INSTRUCTIONS FOR THE TASK: Find where "assert_eq!(percentile(&values, 50.0), 6.0);" occurs in the data below, and retype that line and every later line exactly.

RECORDS FOR THIS EXERCISE:
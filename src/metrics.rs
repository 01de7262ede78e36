//! Network fetch statistics
//!
//! Only requests that reach the provider are recorded; cache hits are not.

use chrono::{DateTime, Utc};
use serde::Serialize;
use std::collections::VecDeque;
use std::time::Duration;
use tokio::sync::RwLock;

/// Maximum number of samples to keep for latency percentiles
const MAX_SAMPLES: usize = 100;

/// Snapshot of fetch statistics for one provider
#[derive(Debug, Clone, Serialize)]
pub struct FetchMetrics {
    pub provider_name: String,
    pub latency_p50_ms: f64,
    pub latency_p99_ms: f64,
    /// Share of successful requests over the lifetime (0.0 to 1.0)
    pub success_rate: f64,
    pub total_requests: u64,
    pub failed_requests: u64,
    pub last_success: Option<DateTime<Utc>>,
    pub last_error: Option<String>,
}

#[derive(Debug, Default)]
struct MetricsState {
    /// Latencies of recent successful requests, oldest first
    latencies_ms: VecDeque<f64>,
    total: u64,
    failed: u64,
    last_success: Option<DateTime<Utc>>,
    last_error: Option<String>,
}

/// Collects request outcomes for a provider
pub struct MetricsCollector {
    provider_name: String,
    state: RwLock<MetricsState>,
}

impl MetricsCollector {
    pub fn new(provider_name: &str) -> Self {
        Self {
            provider_name: provider_name.to_string(),
            state: RwLock::new(MetricsState {
                latencies_ms: VecDeque::with_capacity(MAX_SAMPLES),
                ..Default::default()
            }),
        }
    }

    pub async fn record_success(&self, duration: Duration) {
        let mut state = self.state.write().await;
        state.total += 1;
        state.last_success = Some(Utc::now());
        if state.latencies_ms.len() >= MAX_SAMPLES {
            state.latencies_ms.pop_front();
        }
        state.latencies_ms.push_back(duration.as_secs_f64() * 1000.0);
    }

    pub async fn record_failure(&self, error: &str) {
        let mut state = self.state.write().await;
        state.total += 1;
        state.failed += 1;
        state.last_error = Some(error.to_string());
    }

    pub async fn get_metrics(&self) -> FetchMetrics {
        let state = self.state.read().await;

        let mut latencies: Vec<f64> = state.latencies_ms.iter().copied().collect();
        latencies.sort_by(|a, b| a.partial_cmp(b).unwrap_or(std::cmp::Ordering::Equal));

        let success_rate = if state.total > 0 {
            (state.total - state.failed) as f64 / state.total as f64
        } else {
            1.0
        };

        FetchMetrics {
            provider_name: self.provider_name.clone(),
            latency_p50_ms: percentile(&latencies, 50.0),
            latency_p99_ms: percentile(&latencies, 99.0),
            success_rate,
            total_requests: state.total,
            failed_requests: state.failed,
            last_success: state.last_success,
            last_error: state.last_error.clone(),
        }
    }
}

/// Calculate percentile from sorted values
fn percentile(sorted_values: &[f64], p: f64) -> f64 {
    if sorted_values.is_empty() {
        return 0.0;
    }

    let idx = (p / 100.0 * (sorted_values.len() - 1) as f64).round() as usize;
    sorted_values[idx.min(sorted_values.len() - 1)]
}

#[cfg(test)]
mod tests {
    use super::*;

    #[tokio::test]
    async fn test_metrics_collector() {
        let collector = MetricsCollector::new("test");

        collector.record_success(Duration::from_millis(100)).await;
        collector.record_success(Duration::from_millis(200)).await;
        collector.record_failure("HTTP 500").await;

        let metrics = collector.get_metrics().await;

        assert_eq!(metrics.provider_name, "test");
        assert_eq!(metrics.total_requests, 3);
        assert_eq!(metrics.failed_requests, 1);
        assert!(metrics.success_rate > 0.6 && metrics.success_rate < 0.7);
        assert!(metrics.last_success.is_some());
        assert_eq!(metrics.last_error.as_deref(), Some("HTTP 500"));
    }

    #[tokio::test]
    async fn test_empty_metrics() {
        let metrics = MetricsCollector::new("idle").get_metrics().await;
        assert_eq!(metrics.total_requests, 0);
        assert_eq!(metrics.success_rate, 1.0);
        assert_eq!(metrics.latency_p50_ms, 0.0);
    }

    #[test]
    fn test_percentile() {
        let values: Vec<f64> = (1..=11).map(f64::from).collect();
        assert_eq!(percentile(&values, 50.0), 6.0);
        assert_eq!(percentile(&values, 99.0), 11.0);
        assert_eq!(percentile(&[], 50.0), 0.0);
    }
}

OUTPUT FOR THIS TASK:
        assert_eq!(percentile(&values, 50.0), 6.0);
        assert_eq!(percentile(&values, 99.0), 11.0);
        assert_eq!(percentile(&[], 50.0), 0.0);
    }
}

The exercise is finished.